◆ **ASSIGNED TASK**: Exactly the lines below from the one with "for migration support" up to and including the one with "session starts with" make up the answer, with nothing else added.

Records from a data collection
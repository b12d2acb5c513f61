//! User settings for the budget tracker
//!
//! Holds the currency symbol and the starting budget configuration that a
//! new session begins with. Expense entries are never stored here.

use serde::{Deserialize, Serialize};

use super::paths::BudgetPaths;
use crate::error::BudgetError;
use crate::models::money::DEFAULT_CURRENCY_SYMBOL;
use crate::models::BudgetConfiguration;

/// User settings
#[derive(Debug, Clone, PartialEq, Eq, Serialize, Deserialize)]
pub struct Settings {
    /// Schema version for migration support
    #[serde(default = "default_schema_version")]
    pub schema_version: u32,

    /// Currency symbol used when formatting amounts
    #[serde(default = "default_currency")]
    pub currency_symbol: String,

    /// Income, savings goal and caps a new session starts with
    #[serde(default)]
    pub budget: BudgetConfiguration,
}

fn default_schema_version() -> u32 {
    1
}

fn default_currency() -> String {
    DEFAULT_CURRENCY_SYMBOL.to_string()
}

impl Default for Settings {
    fn default() -> Self {
        Self {
            schema_version: default_schema_version(),
            currency_symbol: default_currency(),
            budget: BudgetConfiguration::default(),
        }
    }
}

impl Settings {
    /// Load settings from disk, or fall back to defaults if the file doesn't exist
    pub fn load_or_create(paths: &BudgetPaths) -> Result<Self, BudgetError> {
        let settings_path = paths.settings_file();

        if !settings_path.exists() {
            // Don't save yet - let caller decide when to persist
            return Ok(Settings::default());
        }

        let contents = std::fs::read_to_string(&settings_path)
            .map_err(|e| BudgetError::Io(format!("Failed to read settings file: {}", e)))?;

        let settings: Settings = serde_json::from_str(&contents)
            .map_err(|e| BudgetError::Config(format!("Failed to parse settings file: {}", e)))?;

        settings
            .budget
            .validate()
            .map_err(|e| BudgetError::Config(format!("Invalid budget in settings: {}", e)))?;

        Ok(settings)
    }

    /// Save settings to disk
    pub fn save(&self, paths: &BudgetPaths) -> Result<(), BudgetError> {
        paths.ensure_directories()?;

        let contents = serde_json::to_string_pretty(self)
            .map_err(|e| BudgetError::Config(format!("Failed to serialize settings: {}", e)))?;

        std::fs::write(paths.settings_file(), contents)
            .map_err(|e| BudgetError::Io(format!("Failed to write settings file: {}", e)))?;

        Ok(())
    }

    /// The budget configuration a new session starts from
    pub fn budget_configuration(&self) -> BudgetConfiguration {
        self.budget.clone()
    }
}
//! Custom error types for the budget tracker
//!
//! This module defines the error hierarchy for the application using thiserror
//! for ergonomic error definitions.

use thiserror::Error;

use crate::models::money::MoneyParseError;

/// The main error type for budget tracker operations
#[derive(Error, Debug)]
pub enum BudgetError {
    /// Amount text could not be parsed
    #[error(transparent)]
    Parse(#[from] MoneyParseError),

    /// A positional lookup fell outside the ledger
    #[error("Index {index} out of range for ledger of {len} entries")]
    IndexOutOfRange { index: usize, len: usize },

    /// Entity not found errors
    #[error("{entity_type} not found: {identifier}")]
    NotFound {
        entity_type: &'static str,
        identifier: String,
    },

    /// Recording an amount would push the ledger total past the largest
    /// representable amount
    #[error("Amount {amount} would make the ledger total too large to represent")]
    TotalOverflow { amount: String },

    /// Validation errors for configuration values
    #[error("Validation error: {0}")]
    Validation(String),

    /// Configuration-related errors
    #[error("Configuration error: {0}")]
    Config(String),

    /// File I/O errors
    #[error("I/O error: {0}")]
    Io(String),

    /// JSON serialization/deserialization errors
    #[error("JSON error: {0}")]
    Json(String),

    /// Report export errors
    #[error("Export error: {0}")]
    Export(String),
}

impl BudgetError {
    /// Create a "not found" error for expense entries
    pub fn expense_not_found(identifier: impl Into<String>) -> Self {
        Self::NotFound {
            entity_type: "Expense",
            identifier: identifier.into(),
        }
    }

    /// Check if this is a "not found" error
    pub fn is_not_found(&self) -> bool {
        matches!(self, Self::NotFound { .. })
    }

    /// Check if this is an amount parse error
    pub fn is_parse(&self) -> bool {
        matches!(self, Self::Parse(_))
    }

    /// Check if this is a validation error
    pub fn is_validation(&self) -> bool {
        matches!(self, Self::Validation(_))
    }
}

impl From<std::io::Error> for BudgetError {
    fn from(err: std::io::Error) -> Self {
        Self::Io(err.to_string())
    }
}

impl From<serde_json::Error> for BudgetError {
    fn from(err: serde_json::Error) -> Self {
        Self::Json(err.to_string())
    }
}

impl From<csv::Error> for BudgetError {
    fn from(err: csv::Error) -> Self {
        Self::Export(err.to_string())
    }
}

/// Result type alias for budget tracker operations
pub type BudgetResult<T> = Result<T, BudgetError>;
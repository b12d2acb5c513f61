use std::io::{self, IsTerminal};
use std::path::PathBuf;

use anyhow::Result;
use clap::{Parser, Subcommand};

use monthly_budget::audit::AuditLogger;
use monthly_budget::cli::{
    handle_categories_command, handle_config_command, handle_history_command,
    handle_init_command, handle_summary_command, Session, SummaryArgs,
};
use monthly_budget::config::{BudgetPaths, Settings};
use monthly_budget::log::init_logging;

#[derive(Parser)]
#[command(
    name = "budget",
    version,
    about = "Monthly budget tracker",
    long_about = "Record this month's expenses by category, then compare them \
                  against your income, savings goal and per-category budgets."
)]
struct Cli {
    /// Print diagnostic logs to stderr
    #[arg(short, long, global = true)]
    verbose: bool,

    #[command(subcommand)]
    command: Option<Commands>,
}

#[derive(Subcommand)]
enum Commands {
    /// Start an interactive session (default)
    Session {
        /// Record changes to this audit log
        #[arg(long, value_name = "PATH")]
        audit_log: Option<PathBuf>,

        /// Record changes to the default audit log
        #[arg(long, conflicts_with = "audit_log")]
        audit: bool,
    },

    /// Summarize expenses given on the command line
    Summary(SummaryArgs),

    /// List expense categories and their budgets
    #[command(alias = "cats")]
    Categories,

    /// Show recent audit log entries
    History {
        /// Number of entries to show
        #[arg(short = 'n', long, default_value = "20")]
        count: usize,

        /// Audit log to read
        #[arg(long, value_name = "PATH")]
        audit_log: Option<PathBuf>,
    },

    /// Write the default settings file
    Init,

    /// Show current configuration and paths
    Config,
}

fn main() -> Result<()> {
    let cli = Cli::parse();
    init_logging(cli.verbose);

    let paths = BudgetPaths::new()?;
    let settings = Settings::load_or_create(&paths)?;

    let stdout = io::stdout();
    let mut out = stdout.lock();

    match cli.command.unwrap_or(Commands::Session {
        audit_log: None,
        audit: false,
    }) {
        Commands::Session { audit_log, audit } => {
            let mut session = Session::new(&settings).with_prompt(io::stdin().is_terminal());
            let log_path = match audit_log {
                Some(path) => Some(path),
                None if audit => Some(paths.audit_log()),
                None => None,
            };
            if let Some(path) = log_path {
                session = session.with_audit_log(AuditLogger::new(path));
            }
            session.run(io::stdin().lock(), &mut out)?;
        }
        Commands::Summary(args) => handle_summary_command(&settings, args, &mut out)?,
        Commands::Categories => handle_categories_command(&settings, &mut out)?,
        Commands::History { count, audit_log } => {
            let logger = AuditLogger::new(audit_log.unwrap_or_else(|| paths.audit_log()));
            handle_history_command(&logger, count, &mut out)?;
        }
        Commands::Init => handle_init_command(&paths, &settings, &mut out)?,
        Commands::Config => handle_config_command(&paths, &settings, &mut out)?,
    }

    Ok(())
}
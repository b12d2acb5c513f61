//! Budget configuration model
//!
//! Income, savings goal and the per-category caps. The caller owns it and
//! hands an immutable reference to each aggregation.

use serde::{Deserialize, Serialize};
use std::collections::BTreeMap;
use std::fmt;

use super::category::ExpenseCategory;
use super::money::Money;

/// The user's monthly figures
#[derive(Debug, Clone, PartialEq, Eq, Serialize, Deserialize)]
pub struct BudgetConfiguration {
    /// Monthly net income
    pub income: Money,

    /// Amount the user wants left over at the end of the month
    pub savings_goal: Money,

    /// Spending cap per category
    ///
    /// Every fixed category has an entry; a category missing from a
    /// deserialized file is treated as a zero cap.
    #[serde(default)]
    category_budgets: BTreeMap<ExpenseCategory, Money>,
}

impl BudgetConfiguration {
    /// Create a configuration with the same cap for every category
    pub fn new(income: Money, savings_goal: Money, default_cap: Money) -> Self {
        let category_budgets = ExpenseCategory::all()
            .iter()
            .map(|c| (*c, default_cap))
            .collect();
        Self {
            income,
            savings_goal,
            category_budgets,
        }
    }

    /// Builder-style cap override
    pub fn with_cap(mut self, category: ExpenseCategory, cap: Money) -> Self {
        self.category_budgets.insert(category, cap);
        self
    }

    /// Get the cap for a category
    pub fn cap(&self, category: ExpenseCategory) -> Money {
        self.category_budgets
            .get(&category)
            .copied()
            .unwrap_or_default()
    }

    /// Set the cap for a category
    pub fn set_cap(&mut self, category: ExpenseCategory, cap: Money) {
        self.category_budgets.insert(category, cap);
    }

    /// Caps for every category in canonical order
    pub fn caps(&self) -> impl Iterator<Item = (ExpenseCategory, Money)> + '_ {
        ExpenseCategory::all().iter().map(|c| (*c, self.cap(*c)))
    }

    /// Sum of all category caps
    pub fn total_budgeted(&self) -> Money {
        self.caps().map(|(_, cap)| cap).sum()
    }

    /// Validate the configuration
    pub fn validate(&self) -> Result<(), BudgetValidationError> {
        if self.income.is_negative() {
            return Err(BudgetValidationError::NegativeIncome);
        }

        if self.savings_goal.is_negative() {
            return Err(BudgetValidationError::NegativeSavingsGoal);
        }

        if let Some((category, _)) = self.caps().find(|(_, cap)| cap.is_negative()) {
            return Err(BudgetValidationError::NegativeCap(category));
        }

        Ok(())
    }
}

impl Default for BudgetConfiguration {
    fn default() -> Self {
        Self::new(
            Money::from_units(1500),
            Money::from_units(200),
            Money::from_units(100),
        )
    }
}

/// Validation errors for budget configuration
#[derive(Debug, Clone, PartialEq, Eq)]
pub enum BudgetValidationError {
    NegativeIncome,
    NegativeSavingsGoal,
    NegativeCap(ExpenseCategory),
}

impl fmt::Display for BudgetValidationError {
    fn fmt(&self, f: &mut fmt::Formatter<'_>) -> fmt::Result {
        match self {
            Self::NegativeIncome => write!(f, "Income cannot be negative"),
            Self::NegativeSavingsGoal => write!(f, "Savings goal cannot be negative"),
            Self::NegativeCap(category) => {
                write!(f, "Budget for {} cannot be negative", category)
            }
        }
    }
}

impl std::error::Error for BudgetValidationError {}
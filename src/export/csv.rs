//! CSV export of the expense breakdown

use std::io::Write;

use crate::display::breakdown_rows;
use crate::error::BudgetResult;
use crate::services::BudgetOverview;

/// Write the per-category breakdown as CSV with a header row
pub fn export_breakdown_csv<W: Write>(
    overview: &BudgetOverview,
    symbol: &str,
    writer: W,
) -> BudgetResult<()> {
    let mut csv_writer = ::csv::Writer::from_writer(writer);
    for row in breakdown_rows(overview, symbol) {
        csv_writer.serialize(row)?;
    }
    csv_writer.flush()?;
    Ok(())
}
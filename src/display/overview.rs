//! Budget overview rendering
//!
//! Lays out one [`BudgetOverview`] for the terminal: headline metrics, the
//! savings verdict, spending and budget bars, per-category remaining budget
//! and the full breakdown table.

use serde::Serialize;
use tabled::{settings::Style, Table, Tabled};

use super::report::{double_separator, format_header, money_bar};
use crate::models::Money;
use crate::services::{BudgetOverview, BudgetStatus, CategorySummary, SavingsStatus};

const WIDTH: usize = 64;
const BAR_WIDTH: usize = 30;

/// One row of the full expense breakdown
#[derive(Debug, Clone, PartialEq, Eq, Tabled, Serialize)]
pub struct BreakdownRow {
    #[tabled(rename = "Category")]
    #[serde(rename = "Category")]
    pub category: String,

    #[tabled(rename = "Budgeted")]
    #[serde(rename = "Budgeted")]
    pub budgeted: String,

    #[tabled(rename = "Actual Spent")]
    #[serde(rename = "Actual Spent")]
    pub actual_spent: String,

    #[tabled(rename = "Remaining Budget")]
    #[serde(rename = "Remaining Budget")]
    pub remaining: String,

    #[tabled(rename = "% of Budget Used")]
    #[serde(rename = "% of Budget Used")]
    pub percent_used: String,
}

impl BreakdownRow {
    pub fn from_summary(summary: &CategorySummary, symbol: &str) -> Self {
        Self {
            category: summary.category.name().to_string(),
            budgeted: summary.budgeted.format_with_symbol(symbol),
            actual_spent: summary.actual_spent.format_with_symbol(symbol),
            remaining: summary.remaining.format_with_symbol(symbol),
            percent_used: summary.percent_used.to_string(),
        }
    }
}

/// Breakdown rows for every category in canonical order
pub fn breakdown_rows(overview: &BudgetOverview, symbol: &str) -> Vec<BreakdownRow> {
    overview
        .per_category
        .iter()
        .map(|s| BreakdownRow::from_summary(s, symbol))
        .collect()
}

/// The savings verdict shown under the metrics
pub fn savings_message(status: &SavingsStatus, symbol: &str) -> String {
    match status {
        SavingsStatus::Deficit { .. } => "⚠️  You're spending more than you earn!".to_string(),
        SavingsStatus::GoalMet => "✅ You've met your savings goal!".to_string(),
        SavingsStatus::BelowGoal { shortfall } => format!(
            "📉 You're {} away from reaching your savings goal.",
            shortfall.format_with_symbol(symbol)
        ),
    }
}

/// The remaining-budget line for one category
pub fn remaining_message(summary: &CategorySummary, symbol: &str) -> String {
    match summary.status {
        BudgetStatus::OverBudget { over } => format!(
            "❌ Over budget in {} by {}",
            summary.category.label(),
            over.format_with_symbol(symbol)
        ),
        BudgetStatus::WithinBudget { available } => format!(
            "✅ You can still spend {} in {}",
            available.format_with_symbol(symbol),
            summary.category.label()
        ),
    }
}

/// Render the whole overview
pub fn format_overview(overview: &BudgetOverview, symbol: &str) -> String {
    let mut output = String::new();

    output.push_str("📊 Budget Summary\n");
    output.push_str(&double_separator(WIDTH));
    output.push('\n');
    output.push_str(&format!(
        "💵 Monthly Income     {:>14}\n",
        overview.income.format_with_symbol(symbol)
    ));
    output.push_str(&format!(
        "📟 Total Expenses     {:>14}\n",
        overview.total_spent.format_with_symbol(symbol)
    ));
    output.push_str(&format!(
        "💰 Estimated Savings  {:>14}\n",
        overview.savings.format_with_symbol(symbol)
    ));
    output.push('\n');
    output.push_str(&savings_message(&overview.savings_status, symbol));
    output.push_str("\n\n");

    output.push_str(&format_header("📊 Spending by Category", WIDTH));
    output.push('\n');
    for summary in &overview.per_category {
        output.push_str(&format!(
            "{:<18} {} {:>7}\n",
            summary.category.label(),
            money_bar(summary.actual_spent, overview.total_spent, BAR_WIDTH),
            summary.share_of_spending.to_string()
        ));
    }
    output.push('\n');

    let scale = overview
        .per_category
        .iter()
        .flat_map(|s| [s.actual_spent, s.budgeted])
        .max()
        .unwrap_or_else(Money::zero);

    output.push_str(&format_header("📈 Expenses vs. Budget", WIDTH));
    output.push('\n');
    for summary in &overview.per_category {
        output.push_str(&format!(
            "{:<18} spent  {} {:>12}\n",
            summary.category.label(),
            money_bar(summary.actual_spent, scale, BAR_WIDTH),
            summary.actual_spent.format_with_symbol(symbol)
        ));
        output.push_str(&format!(
            "{:<18} budget {} {:>12}\n",
            "",
            money_bar(summary.budgeted, scale, BAR_WIDTH),
            summary.budgeted.format_with_symbol(symbol)
        ));
    }
    output.push('\n');

    output.push_str(&format_header("📃 Category Budget Remaining", WIDTH));
    output.push('\n');
    for summary in &overview.per_category {
        output.push_str(&remaining_message(summary, symbol));
        output.push('\n');
    }
    output.push('\n');

    output.push_str("🧾 Full Expense Breakdown\n");
    let mut table = Table::new(breakdown_rows(overview, symbol));
    table.with(Style::rounded());
    output.push_str(&table.to_string());
    output.push('\n');

    output
}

◆ **PROBLEM SOLUTION**:
    /// Schema version for migration support
    #[serde(default = "default_schema_version")]
    pub schema_version: u32,

    /// Currency symbol used when formatting amounts
    #[serde(default = "default_currency")]
    pub currency_symbol: String,

    /// Income, savings goal and caps a new session starts with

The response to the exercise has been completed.